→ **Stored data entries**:

//! Colour-space conversion and intensity transforms.

use image::{DynamicImage, GrayImage, Luma};

use super::{map_samples, require_image, saturate};
use crate::params::Params;
use crate::registry::StageError;
use crate::report::StageReport;
use crate::state::ExecutionState;

#[derive(Debug, Clone, Copy, PartialEq, Eq)]
enum Conversion {
    ToGray,
    ToColor,
}

const CONVERSIONS: [(&str, Conversion); 6] = [
    ("CV_BGR2GRAY", Conversion::ToGray),
    ("CV_RGB2GRAY", Conversion::ToGray),
    ("CV_BGRA2GRAY", Conversion::ToGray),
    ("CV_GRAY2BGR", Conversion::ToColor),
    ("CV_GRAY2RGB", Conversion::ToColor),
    ("CV_GRAY2BGRA", Conversion::ToColor),
];

/// `cvtColor`: convert between gray and colour layouts.
///
/// Channel order is always RGB, so the `BGR` and `RGB` codes are
/// interchangeable.
pub(super) fn cvt_color(
    params: &Params<'_>,
    _report: &mut StageReport,
    state: &mut ExecutionState,
) -> Result<(), StageError> {
    let conversion = params.choice("code", Conversion::ToGray, &CONVERSIONS)?;
    let dst_cn = params.i32("dstCn", 0)?;
    if dst_cn < 0 {
        return Err(StageError::invalid(format!("expected 0 <= dstCn, got {dst_cn}")));
    }
    require_image(state)?;

    let converted = match (conversion, dst_cn) {
        (Conversion::ToGray, _) => DynamicImage::ImageLuma8(state.image().to_luma8()),
        (Conversion::ToColor, 4) => DynamicImage::ImageRgba8(state.image().to_rgba8()),
        (Conversion::ToColor, _) => DynamicImage::ImageRgb8(state.image().to_rgb8()),
    };
    state.set_image(converted);
    Ok(())
}

#[derive(Debug, Clone, Copy, PartialEq, Eq)]
enum Transform {
    None,
    Log,
}

const TRANSFORMS: [(&str, Transform); 2] = [("", Transform::None), ("log", Transform::Log)];

/// `convertTo`: saturating `p * alpha + delta` on every sample.
///
/// With `transform: "log"` the natural logarithm of each sample is
/// scaled instead, and zero samples become 0.
pub(super) fn convert_to(
    params: &Params<'_>,
    _report: &mut StageReport,
    state: &mut ExecutionState,
) -> Result<(), StageError> {
    let alpha = params.f64("alpha", 1.0)?;
    let delta = params.f64("delta", 0.0)?;
    let transform = params.choice("transform", Transform::None, &TRANSFORMS)?;
    let r_type = params.string("rType", "CV_8U")?;
    if !matches!(r_type.as_str(), "CV_8U" | "CV_8UC1" | "CV_8UC3" | "CV_8UC4") {
        return Err(StageError::invalid(format!(
            "unsupported rType '{r_type}', only 8-bit types are available"
        )));
    }
    require_image(state)?;

    let converted = map_samples(state.image(), |p| match transform {
        Transform::None => saturate(f64::from(p).mul_add(alpha, delta)),
        Transform::Log if p == 0 => 0,
        Transform::Log => saturate(f64::from(p).ln().mul_add(alpha, delta)),
    });
    state.set_image(converted);
    Ok(())
}

#[derive(Debug, Clone, Copy, PartialEq, Eq)]
enum NormType {
    MinMax,
    Inf,
    L1,
    L2,
}

const NORM_TYPES: [(&str, NormType); 4] = [
    ("NORM_MINMAX", NormType::MinMax),
    ("NORM_INF", NormType::Inf),
    ("NORM_L1", NormType::L1),
    ("NORM_L2", NormType::L2),
];

/// Linear map `p * scale + shift` that normalizes `samples`.
///
/// For [`NormType::MinMax`] the output spans `[min(alpha, beta),
/// max(alpha, beta)]`; the other norms scale so the chosen norm equals
/// `alpha`.
fn normalization(samples: &[u8], norm: NormType, alpha: f64, beta: f64) -> (f64, f64) {
    let values = samples.iter().map(|&s| f64::from(s));
    match norm {
        NormType::MinMax => {
            let (lo, hi) = values.fold((f64::MAX, f64::MIN), |(lo, hi), v| (lo.min(v), hi.max(v)));
            let (out_lo, out_hi) = (alpha.min(beta), alpha.max(beta));
            if hi > lo {
                let scale = (out_hi - out_lo) / (hi - lo);
                (scale, scale.mul_add(-lo, out_lo))
            } else {
                (0.0, out_lo)
            }
        }
        NormType::Inf | NormType::L1 | NormType::L2 => {
            let norm = match norm {
                NormType::Inf => values.fold(0.0, f64::max),
                NormType::L1 => values.sum(),
                _ => values.map(|v| v * v).sum::<f64>().sqrt(),
            };
            if norm > 0.0 { (alpha / norm, 0.0) } else { (0.0, 0.0) }
        }
    }
}

/// `normalize`: rescale intensities by a norm.
pub(super) fn normalize(
    params: &Params<'_>,
    report: &mut StageReport,
    state: &mut ExecutionState,
) -> Result<(), StageError> {
    let alpha = params.f64("alpha", 0.0)?;
    let beta = params.f64("beta", 255.0)?;
    let norm = params.choice("normType", NormType::MinMax, &NORM_TYPES)?;
    require_image(state)?;

    // the same samples map_samples rewrites, alpha included
    let samples = match state.image() {
        image @ (DynamicImage::ImageLuma8(_)
        | DynamicImage::ImageLumaA8(_)
        | DynamicImage::ImageRgb8(_)
        | DynamicImage::ImageRgba8(_)) => image.as_bytes().to_vec(),
        other => other.to_rgba8().into_raw(),
    };
    let (scale, shift) = normalization(&samples, norm, alpha, beta);
    report.insert("scale", scale);
    report.insert("shift", shift);

    let normalized = map_samples(state.image(), |p| saturate(f64::from(p).mul_add(scale, shift)));
    state.set_image(normalized);
    Ok(())
}

/// `split`: extract channel `fromTo[0]` as a gray image.
pub(super) fn split(
    params: &Params<'_>,
    _report: &mut StageReport,
    state: &mut ExecutionState,
) -> Result<(), StageError> {
    let from_to = params
        .int_array("fromTo")?
        .ok_or_else(|| StageError::invalid("expected fromTo channel pairs"))?;
    if from_to.is_empty() {
        return Err(StageError::invalid("expected fromTo channel pairs"));
    }
    if from_to.len() > 32 {
        return Err(StageError::invalid(format!(
            "too many channels in fromTo: {}",
            from_to.len()
        )));
    }
    require_image(state)?;

    let channels = usize::from(state.image().color().channel_count());
    let source = usize::try_from(from_to[0])
        .ok()
        .filter(|&c| c < channels)
        .ok_or_else(|| {
            StageError::invalid(format!(
                "fromTo[0] = {} is not a channel of a {channels}-channel image",
                from_to[0]
            ))
        })?;

    let rgba = state.image().to_rgba8();
    let gray = if channels <= 2 && source == 1 {
        // gray-alpha: channel 1 is alpha, stored in RGBA slot 3
        GrayImage::from_fn(rgba.width(), rgba.height(), |x, y| Luma([rgba.get_pixel(x, y).0[3]]))
    } else {
        GrayImage::from_fn(rgba.width(), rgba.height(), |x, y| {
            Luma([rgba.get_pixel(x, y).0[source]])
        })
    };
    state.set_image(DynamicImage::ImageLuma8(gray));
    Ok(())
}

/// `equalizeHist`: grayscale histogram equalization.
pub(super) fn equalize_hist(
    _params: &Params<'_>,
    _report: &mut StageReport,
    state: &mut ExecutionState,
) -> Result<(), StageError> {
    require_image(state)?;
    let gray = state.image().to_luma8();
    state.set_image(DynamicImage::ImageLuma8(
        imageproc::contrast::equalize_histogram(&gray),
    ));
    Ok(())
}

#[cfg(test)]
#[allow(clippy::unwrap_used)]
mod tests {
    use image::{ColorType, Rgb, RgbImage};
    use serde_json::json;

    use super::*;
    use crate::handlers::testing::{apply, state_with};

    fn gradient() -> DynamicImage {
        DynamicImage::ImageLuma8(GrayImage::from_fn(4, 1, |x, _| Luma([50 + 10 * x as u8])))
    }

    fn rgb(r: u8, g: u8, b: u8) -> DynamicImage {
        DynamicImage::ImageRgb8(RgbImage::from_pixel(3, 3, Rgb([r, g, b])))
    }

    // --- cvtColor tests ---

    #[test]
    fn cvt_color_default_is_gray() {
        let mut state = state_with(rgb(255, 0, 0));
        apply(cvt_color, &json!({}), &mut state).unwrap();
        assert_eq!(state.image().color(), ColorType::L8);
    }

    #[test]
    fn cvt_color_gray_to_color() {
        let mut state = state_with(gradient());
        apply(cvt_color, &json!({"code": "CV_GRAY2BGR"}), &mut state).unwrap();
        assert_eq!(state.image().color(), ColorType::Rgb8);
        apply(cvt_color, &json!({"code": "CV_GRAY2RGB", "dstCn": 4}), &mut state).unwrap();
        assert_eq!(state.image().color(), ColorType::Rgba8);
    }

    #[test]
    fn cvt_color_validates() {
        let mut state = state_with(gradient());
        assert!(apply(cvt_color, &json!({"dstCn": -1}), &mut state).is_err());
        assert!(apply(cvt_color, &json!({"code": "CV_BGR2HSV"}), &mut state).is_err());
    }

    // --- convertTo tests ---

    #[test]
    fn convert_to_scales_and_saturates() {
        let mut state = state_with(gradient());
        apply(convert_to, &json!({"alpha": 4, "delta": -100}), &mut state).unwrap();
        let out = state.image().to_luma8();
        // 50*4-100 = 100, 80*4-100 = 220, 60*4-100 = 140
        assert_eq!(out.get_pixel(0, 0).0[0], 100);
        assert_eq!(out.get_pixel(1, 0).0[0], 140);
        assert_eq!(out.get_pixel(3, 0).0[0], 220);

        apply(convert_to, &json!({"alpha": 2}), &mut state).unwrap();
        assert_eq!(state.image().to_luma8().get_pixel(3, 0).0[0], 255);
    }

    #[test]
    fn convert_to_log_transform() {
        let mut state = state_with(gradient());
        apply(convert_to, &json!({"transform": "log", "alpha": 50}), &mut state).unwrap();
        let out = state.image().to_luma8();
        // 50 ln 50 = 195.6, 50 ln 60 = 204.7, 50 ln 80 = 219.1
        assert_eq!(out.get_pixel(0, 0).0[0], 196);
        assert_eq!(out.get_pixel(1, 0).0[0], 205);
        assert_eq!(out.get_pixel(3, 0).0[0], 219);

        let mut state = state_with(DynamicImage::new_luma8(2, 2));
        apply(convert_to, &json!({"transform": "log", "alpha": 10, "delta": 40}), &mut state)
            .unwrap();
        assert_eq!(state.image().to_luma8().get_pixel(0, 0).0[0], 0);

        assert!(apply(convert_to, &json!({"transform": "exp"}), &mut state).is_err());
    }

    #[test]
    fn convert_to_rejects_float_types() {
        let mut state = state_with(gradient());
        assert!(apply(convert_to, &json!({"rType": "CV_32F"}), &mut state).is_err());
    }

    // --- normalize tests ---

    #[test]
    fn normalize_min_max_stretches_to_full_range() {
        let mut state = state_with(gradient());
        apply(normalize, &json!({}), &mut state).unwrap();
        let out = state.image().to_luma8();
        assert_eq!(out.get_pixel(0, 0).0[0], 0);
        assert_eq!(out.get_pixel(3, 0).0[0], 255);
    }

    #[test]
    fn normalize_min_max_accepts_reversed_bounds() {
        let mut state = state_with(gradient());
        apply(normalize, &json!({"alpha": 200, "beta": 100}), &mut state).unwrap();
        let out = state.image().to_luma8();
        assert_eq!(out.get_pixel(0, 0).0[0], 100);
        assert_eq!(out.get_pixel(3, 0).0[0], 200);
    }

    #[test]
    fn normalize_inf_scales_peak_to_alpha() {
        let mut state = state_with(gradient());
        let report = apply(normalize, &json!({"normType": "NORM_INF", "alpha": 160}), &mut state)
            .unwrap();
        assert_eq!(state.image().to_luma8().get_pixel(3, 0).0[0], 160);
        assert_eq!(report.get("shift"), Some(&json!(0.0)));
    }

    #[test]
    fn normalize_uniform_image_collapses_to_lower_bound() {
        let mut state = state_with(rgb(7, 7, 7));
        apply(normalize, &json!({"alpha": 10, "beta": 20}), &mut state).unwrap();
        assert_eq!(state.image().to_rgb8().get_pixel(0, 0).0, [10, 10, 10]);
    }

    // --- split tests ---

    #[test]
    fn split_extracts_channel() {
        let mut state = state_with(rgb(1, 2, 3));
        apply(split, &json!({"fromTo": [2, 0]}), &mut state).unwrap();
        assert_eq!(state.image().color(), ColorType::L8);
        assert_eq!(state.image().to_luma8().get_pixel(0, 0).0[0], 3);
    }

    #[test]
    fn split_validates_channels() {
        let mut state = state_with(rgb(1, 2, 3));
        assert!(apply(split, &json!({}), &mut state).is_err());
        assert!(apply(split, &json!({"fromTo": []}), &mut state).is_err());
        assert!(apply(split, &json!({"fromTo": [3, 0]}), &mut state).is_err());
        assert!(apply(split, &json!({"fromTo": vec![0; 33]}), &mut state).is_err());
    }

    // --- equalizeHist tests ---

    #[test]
    fn equalize_hist_produces_gray_and_spreads_values() {
        let mut state = state_with(gradient());
        apply(equalize_hist, &json!({}), &mut state).unwrap();
        let out = state.image().to_luma8();
        assert_eq!(state.image().color(), ColorType::L8);
        assert_eq!(out.get_pixel(3, 0).0[0], 255);
        assert!(out.get_pixel(0, 0).0[0] < out.get_pixel(3, 0).0[0]);
    }
}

→ **YOUR ASSIGNMENT**:
Return each line from the data where the string "converted" can be found.

→ **PROBLEM SOLUTION**:
    let converted = match (conversion, dst_cn) {
    state.set_image(converted);
    let converted = map_samples(state.image(), |p| match transform {
    state.set_image(converted);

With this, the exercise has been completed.